→ INSTRUCTIONS FOR THE TASK
Retype each entry below exactly as it stands.
** DATA PROVIDED follows **
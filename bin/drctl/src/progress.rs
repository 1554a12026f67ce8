//! ---
//! dr_section: "08-cli"
//! dr_subsection: "binary"
//! dr_type: "source"
//! dr_scope: "code"
//! dr_description: "Command line driver for the DR decision core."
//! dr_version: "v0.0.0-prealpha"
//! dr_owner: "tbd"
//! ---
use std::path::PathBuf;

use anyhow::{anyhow, Result};
use clap::Args;
use dr_common::DrConfig;
use dr_fencing::find_origin_cluster;
use dr_models::{DrActionType, DrPlacementControl, ResourceSnapshot};
use dr_progression::{progression_view, ProgressionInput, ProgressionView};

use crate::{load_snapshot, parse_action, print_json};

#[derive(Debug, Args)]
pub struct ProgressCommand {
    /// Resource snapshot (.yaml, .yml or .json).
    #[arg(long, value_name = "FILE")]
    snapshot: PathBuf,
    /// DRPlacementControl name.
    #[arg(long, value_name = "NAME")]
    drpc: String,
    /// Restrict the DRPC lookup to a namespace.
    #[arg(long, value_name = "NAMESPACE")]
    namespace: Option<String>,
    /// Action to render; defaults to the DRPC's `spec.action`.
    #[arg(long, value_parser = parse_action)]
    action: Option<DrActionType>,
    /// Render the discovered-application relocate flow.
    #[arg(long, action = clap::ArgAction::SetTrue)]
    discovered: bool,
}

pub fn run(cmd: ProgressCommand, _config: &DrConfig) -> Result<()> {
    let snapshot = load_snapshot(&cmd.snapshot)?;
    let drpc = snapshot
        .drpc(&cmd.drpc, cmd.namespace.as_deref())
        .ok_or_else(|| anyhow!("DRPlacementControl {} not found in snapshot", cmd.drpc))?;
    let action = cmd
        .action
        .or(drpc.spec.action)
        .ok_or_else(|| anyhow!("DRPlacementControl {} has no action; pass --action", cmd.drpc))?;
    print_json(&view(&snapshot, drpc, action, cmd.discovered))
}

/// Failover moves to `failoverCluster`, relocate back to `preferredCluster`.
fn action_target(action: DrActionType, drpc: &DrPlacementControl) -> Option<&str> {
    match action {
        DrActionType::Failover => drpc.spec.failover_cluster.as_deref(),
        DrActionType::Relocate => drpc.spec.preferred_cluster.as_deref(),
    }
}

fn view(
    snapshot: &ResourceSnapshot,
    drpc: &DrPlacementControl,
    action: DrActionType,
    is_discovered: bool,
) -> ProgressionView {
    let origin_cluster = snapshot
        .dr_policy(drpc.policy_name())
        .zip(action_target(action, drpc))
        .and_then(|(policy, target)| find_origin_cluster(action, drpc, policy, target));
    progression_view(ProgressionInput {
        action,
        drpc,
        is_discovered,
        origin_cluster,
    })
}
** End of DATA PROVIDED **
→ EXERCISE RESULT
filename bin/drctl/src/progress.rs
repository 1554a12026f67ce8
//! ---
//! dr_section: "08-cli"
//! dr_subsection: "binary"
//! dr_type: "source"
//! dr_scope: "code"
//! dr_description: "Command line driver for the DR decision core."
//! dr_version: "v0.0.0-prealpha"
//! dr_owner: "tbd"
//! ---
use std::path::PathBuf;

use anyhow::{anyhow, Result};
use clap::Args;
use dr_common::DrConfig;
use dr_fencing::find_origin_cluster;
use dr_models::{DrActionType, DrPlacementControl, ResourceSnapshot};
use dr_progression::{progression_view, ProgressionInput, ProgressionView};

use crate::{load_snapshot, parse_action, print_json};

#[derive(Debug, Args)]
pub struct ProgressCommand {
    /// Resource snapshot (.yaml, .yml or .json).
    #[arg(long, value_name = "FILE")]
    snapshot: PathBuf,
    /// DRPlacementControl name.
    #[arg(long, value_name = "NAME")]
    drpc: String,
    /// Restrict the DRPC lookup to a namespace.
    #[arg(long, value_name = "NAMESPACE")]
    namespace: Option<String>,
    /// Action to render; defaults to the DRPC's `spec.action`.
    #[arg(long, value_parser = parse_action)]
    action: Option<DrActionType>,
    /// Render the discovered-application relocate flow.
    #[arg(long, action = clap::ArgAction::SetTrue)]
    discovered: bool,
}

pub fn run(cmd: ProgressCommand, _config: &DrConfig) -> Result<()> {
    let snapshot = load_snapshot(&cmd.snapshot)?;
    let drpc = snapshot
        .drpc(&cmd.drpc, cmd.namespace.as_deref())
        .ok_or_else(|| anyhow!("DRPlacementControl {} not found in snapshot", cmd.drpc))?;
    let action = cmd
        .action
        .or(drpc.spec.action)
        .ok_or_else(|| anyhow!("DRPlacementControl {} has no action; pass --action", cmd.drpc))?;
    print_json(&view(&snapshot, drpc, action, cmd.discovered))
}

/// Failover moves to `failoverCluster`, relocate back to `preferredCluster`.
fn action_target(action: DrActionType, drpc: &DrPlacementControl) -> Option<&str> {
    match action {
        DrActionType::Failover => drpc.spec.failover_cluster.as_deref(),
        DrActionType::Relocate => drpc.spec.preferred_cluster.as_deref(),
    }
}

fn view(
    snapshot: &ResourceSnapshot,
    drpc: &DrPlacementControl,
    action: DrActionType,
    is_discovered: bool,
) -> ProgressionView {
    let origin_cluster = snapshot
        .dr_policy(drpc.policy_name())
        .zip(action_target(action, drpc))
        .and_then(|(policy, target)| find_origin_cluster(action, drpc, policy, target));
    progression_view(ProgressionInput {
        action,
        drpc,
        is_discovered,
        origin_cluster,
    })
}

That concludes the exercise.